Slightly different from return abuse, refund fraud involves exploiting loopholes in your refund policies to make financial gains. Typically the fraudulent party attempts to deceive or scam your business into giving them money even though they aren’t entitled to any sort of refund. Examples include:

  • Fraudulently claiming they didn’t receive their full order and requesting refunds on the “missing” items

  • Requesting multiple refunds on the same item

  • Requesting a refund on a transaction they’ve already charged back (i.e. double dipping)

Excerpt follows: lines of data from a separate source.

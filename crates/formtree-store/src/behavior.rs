//! Component-type hooks consulted during hidden-state resolution.

use crate::node_data::NodeData;
use crate::state::NodesState;
use formtree_layout::collections::map::HashMap;
use std::fmt;
use std::rc::Rc;

/// Container-specific visibility of direct children.
pub trait ContainerBehavior {
    /// True when `parent` hides `child` regardless of rules.
    fn is_child_hidden(&self, parent: &NodeData, child: &NodeData, state: &NodesState) -> bool;
}

/// Hides repeating-group rows outside the group's current pagination page.
#[derive(Clone, Copy, Debug, Default)]
pub struct PaginatedRows;

impl ContainerBehavior for PaginatedRows {
    fn is_child_hidden(&self, parent: &NodeData, child: &NodeData, _state: &NodesState) -> bool {
        match (parent.pagination, child.row_index) {
            (Some(pagination), Some(row)) => !pagination.contains_row(row),
            _ => false,
        }
    }
}

/// Behaviors keyed by component type, matched ASCII case-insensitively.
#[derive(Clone)]
pub struct ComponentRegistry {
    behaviors: HashMap<String, Rc<dyn ContainerBehavior>>,
}

impl ComponentRegistry {
    /// Registry without any behavior.
    pub fn empty() -> Self {
        Self {
            behaviors: HashMap::default(),
        }
    }

    /// Registry with the built-in group behaviors.
    pub fn new() -> Self {
        let mut registry = Self::empty();
        registry.register("Group", PaginatedRows);
        registry.register("RepeatingGroup", PaginatedRows);
        registry
    }

    pub fn register(&mut self, component_type: &str, behavior: impl ContainerBehavior + 'static) {
        self.behaviors
            .insert(component_type.to_ascii_lowercase(), Rc::new(behavior));
    }

    pub fn behavior(&self, component_type: &str) -> Option<&dyn ContainerBehavior> {
        self.behaviors
            .get(&component_type.to_ascii_lowercase())
            .map(|behavior| &**behavior)
    }
}

impl Default for ComponentRegistry {
    fn default() -> Self {
        Self::new()
    }
}

impl fmt::Debug for ComponentRegistry {
    fn fmt(&self, f: &mut fmt::Formatter<'_>) -> fmt::Result {
        let mut types: Vec<&String> = self.behaviors.keys().collect();
        types.sort();
        f.debug_struct("ComponentRegistry")
            .field("types", &types)
            .finish()
    }
}
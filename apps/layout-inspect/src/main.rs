mod cli;
mod report;

use std::error::Error;
use std::fs;
use std::path::Path;
use std::sync::Arc;

use clap::Parser;
use formtree_layout::{
    parse_layout, FormDataRowSource, JsonFormData, LayoutComponentDefinition, LayoutPages,
};
use formtree_store::{NodeGenerator, NodeId, NodeStore, NodeStoreConfig};

use crate::cli::{Cli, OutputFormat};

fn page_key(path: &Path) -> String {
    path.file_stem()
        .map(|stem| stem.to_string_lossy().into_owned())
        .unwrap_or_else(|| path.display().to_string())
}

fn run(cli: Cli) -> Result<(), Box<dyn Error>> {
    let mut layouts: Vec<(String, Vec<LayoutComponentDefinition>)> = Vec::new();
    for path in &cli.layouts {
        let json = fs::read_to_string(path)
            .map_err(|err| format!("reading {}: {err}", path.display()))?;
        let layout = parse_layout(&json).map_err(|err| format!("{}: {err}", path.display()))?;
        log::info!("loaded {} component(s) from {}", layout.len(), path.display());
        layouts.push((page_key(path), layout));
    }

    let data = match &cli.data {
        Some(path) => {
            let json = fs::read_to_string(path)
                .map_err(|err| format!("reading {}: {err}", path.display()))?;
            JsonFormData::new(serde_json::from_str(&json)?)
        }
        None => JsonFormData::default(),
    };

    let mut pages = LayoutPages::build(
        layouts
            .iter()
            .map(|(key, layout)| (key.as_str(), layout.as_slice())),
        &FormDataRowSource::new(&data),
    );
    if let Some(current) = &cli.current {
        pages.set_current_page(current)?;
    }
    let pages = Arc::new(pages);

    let store = NodeStore::new(NodeStoreConfig {
        force_visible: cli.force_visible,
        ..NodeStoreConfig::default()
    });
    let report = NodeGenerator::new(store.clone()).run(Arc::clone(&pages));
    log::info!(
        "generation {}: {} node(s) across {} page(s)",
        report.generation,
        report.added,
        pages.pages().len()
    );
    store.mark_hidden_via_rule(cli.hide.iter().map(|id| (NodeId::from(id.as_str()), true)));

    match cli.format {
        OutputFormat::Tree => print!("{}", report::render_tree(&pages, &store)?),
        OutputFormat::Json => println!("{}", report::render_json(&store)?),
    }
    Ok(())
}

fn main() {
    env_logger::Builder::from_env(env_logger::Env::default().default_filter_or("warn"))
        .format_timestamp_millis()
        .init();

    if let Err(err) = run(Cli::parse()) {
        eprintln!("error: {err}");
        std::process::exit(1);
    }
}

  • Creating fake receipts or altering real receipts to request refunds for purchases they never actually made

Chargeback Fraud

Chargebacks are unfortunately an expected and expensive part of doing business online. They’re designed to help customers protect themselves against bad actors or identity thieves, making it possible for them to get their money back for purchases they didn’t make or when they can’t get an appropriate refund for valid reasons. As a part of the recent rise in first-party misuse, we’re seeing ever-increasing incidents of customers abusing the chargeback process to get money back for purchases they did make but want to circumvent paying for.

In addition to the losses your business incurs by refunding a customer for their disputed transaction, you’ll also pay chargeback fees and waste time and resources in-house or via vendors going through the dispute process. As such, chargeback fraud can quickly put a significant strain on your resources and finances. Examples of this type of fraud include:

  • Disputing a purchase they forgot about (i.e. friendly fraud)

  • Disputing the same purchase they already returned and received a refund for, more than doubling your losses

  • Disputing a purchase they can’t return under your return policy guidelines (e.g. they used it already, it’s past the return window, or the item was sold as non-refundable)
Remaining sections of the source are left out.